======== Data supplied ========

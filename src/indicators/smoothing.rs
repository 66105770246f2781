// =============================================================================
// Smoothing Primitives
// =============================================================================
//
// Every higher-level indicator is built from these series-in / series-out
// helpers.  A series is `Vec<Option<f64>>` aligned bar-for-bar with the input;
// `None` marks a bar where the value is not (yet) defined.
//
// Recursive averages (RMA / EMA) follow the charting-platform convention:
//
//   avg_0 = x_0                              (first defined sample)
//   avg_t = alpha * x_t + (1 - alpha) * avg_{t-1}
//
// with alpha = 1/length for Wilder's RMA and 2/(span+1) for the EMA.  There is
// no separate SMA seed window and no bias adjustment.  An undefined sample in
// the middle of a series carries the previous average forward.
//
// Rolling-window helpers require every sample of the window to be defined.
// =============================================================================

/// A bar-aligned indicator series.
pub type Series = Vec<Option<f64>>;

/// Wrap raw prices as a fully defined series.
pub fn lift(values: &[f64]) -> Series {
    values.iter().copied().map(Some).collect()
}

/// Wilder's moving average (alpha = 1/length).
pub fn rma(values: &[Option<f64>], length: usize) -> Series {
    if length == 0 {
        return vec![None; values.len()];
    }
    exponential(values, 1.0 / length as f64)
}

/// Exponential moving average by span (alpha = 2/(span+1)).
pub fn ema(values: &[Option<f64>], span: usize) -> Series {
    if span == 0 {
        return vec![None; values.len()];
    }
    exponential(values, 2.0 / (span as f64 + 1.0))
}

fn exponential(values: &[Option<f64>], alpha: f64) -> Series {
    let mut state: Option<f64> = None;
    values
        .iter()
        .map(|&x| {
            if let Some(x) = x {
                state = Some(match state {
                    None => x,
                    Some(prev) => alpha * x + (1.0 - alpha) * prev,
                });
            }
            state
        })
        .collect()
}

/// Apply `f` to each full window of `length` defined samples.
pub fn rolling<F>(values: &[Option<f64>], length: usize, f: F) -> Series
where
    F: Fn(&[f64]) -> Option<f64>,
{
    let mut out = vec![None; values.len()];
    if length == 0 || values.len() < length {
        return out;
    }

    let mut window = Vec::with_capacity(length);
    for i in (length - 1)..values.len() {
        window.clear();
        window.extend(values[i + 1 - length..=i].iter().map_while(|v| *v));
        if window.len() == length {
            out[i] = f(&window);
        }
    }
    out
}

/// Simple moving average.
pub fn sma(values: &[Option<f64>], length: usize) -> Series {
    let n = length as f64;
    rolling(values, length, |w| Some(w.iter().sum::<f64>() / n))
}

/// Linearly weighted moving average: weight `i + 1` for the `i`-th oldest
/// sample of the window.
pub fn wma(values: &[Option<f64>], length: usize) -> Series {
    let denom = (length * (length + 1)) as f64 / 2.0;
    rolling(values, length, |w| {
        let num: f64 = w.iter().enumerate().map(|(i, x)| (i + 1) as f64 * x).sum();
        Some(num / denom)
    })
}

pub fn rolling_sum(values: &[Option<f64>], length: usize) -> Series {
    rolling(values, length, |w| Some(w.iter().sum()))
}

pub fn rolling_max(values: &[Option<f64>], length: usize) -> Series {
    rolling(values, length, |w| w.iter().copied().reduce(f64::max))
}

pub fn rolling_min(values: &[Option<f64>], length: usize) -> Series {
    rolling(values, length, |w| w.iter().copied().reduce(f64::min))
}

/// Population standard deviation (denominator N).
pub fn rolling_std(values: &[Option<f64>], length: usize) -> Series {
    let n = length as f64;
    rolling(values, length, |w| {
        let mean = w.iter().sum::<f64>() / n;
        let var = w.iter().map(|x| (x - mean).powi(2)).sum::<f64>() / n;
        Some(var.sqrt())
    })
}

/// Mean absolute deviation around the window mean.
pub fn rolling_mean_dev(values: &[Option<f64>], length: usize) -> Series {
    let n = length as f64;
    rolling(values, length, |w| {
        let mean = w.iter().sum::<f64>() / n;
        Some(w.iter().map(|x| (x - mean).abs()).sum::<f64>() / n)
    })
}

/// Lag a series by `n` bars (value at `i` is the input at `i - n`).
pub fn shift(values: &[Option<f64>], n: usize) -> Series {
    (0..values.len())
        .map(|i| i.checked_sub(n).and_then(|j| values[j]))
        .collect()
}

/// Bar-to-bar difference; the first bar is undefined.
pub fn diff(values: &[f64]) -> Series {
    std::iter::once(None)
        .chain(values.windows(2).map(|w| Some(w[1] - w[0])))
        .collect()
}

/// Combine two aligned series element-wise.
pub fn zip_with<F>(a: &[Option<f64>], b: &[Option<f64>], f: F) -> Series
where
    F: Fn(f64, f64) -> Option<f64>,
{
    a.iter()
        .zip(b)
        .map(|(x, y)| match (x, y) {
            (Some(x), Some(y)) => f(*x, *y),
            _ => None,
        })
        .collect()
}

/// Division that refuses a zero denominator or a non-finite result.
pub fn safe_div(num: f64, den: f64) -> Option<f64> {
    if den == 0.0 {
        return None;
    }
    let q = num / den;
    q.is_finite().then_some(q)
}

========

• Problem details: Out of the data above, set down the lines from the one with "bar is undefined." to the one with "let q = num / den;", both included, exactly as written and with no additions.

• Task answer:
/// Bar-to-bar difference; the first bar is undefined.
pub fn diff(values: &[f64]) -> Series {
    std::iter::once(None)
        .chain(values.windows(2).map(|w| Some(w[1] - w[0])))
        .collect()
}

/// Combine two aligned series element-wise.
pub fn zip_with<F>(a: &[Option<f64>], b: &[Option<f64>], f: F) -> Series
where
    F: Fn(f64, f64) -> Option<f64>,
{
    a.iter()
        .zip(b)
        .map(|(x, y)| match (x, y) {
            (Some(x), Some(y)) => f(*x, *y),
            _ => None,
        })
        .collect()
}

/// Division that refuses a zero denominator or a non-finite result.
pub fn safe_div(num: f64, den: f64) -> Option<f64> {
    if den == 0.0 {
        return None;
    }
    let q = num / den;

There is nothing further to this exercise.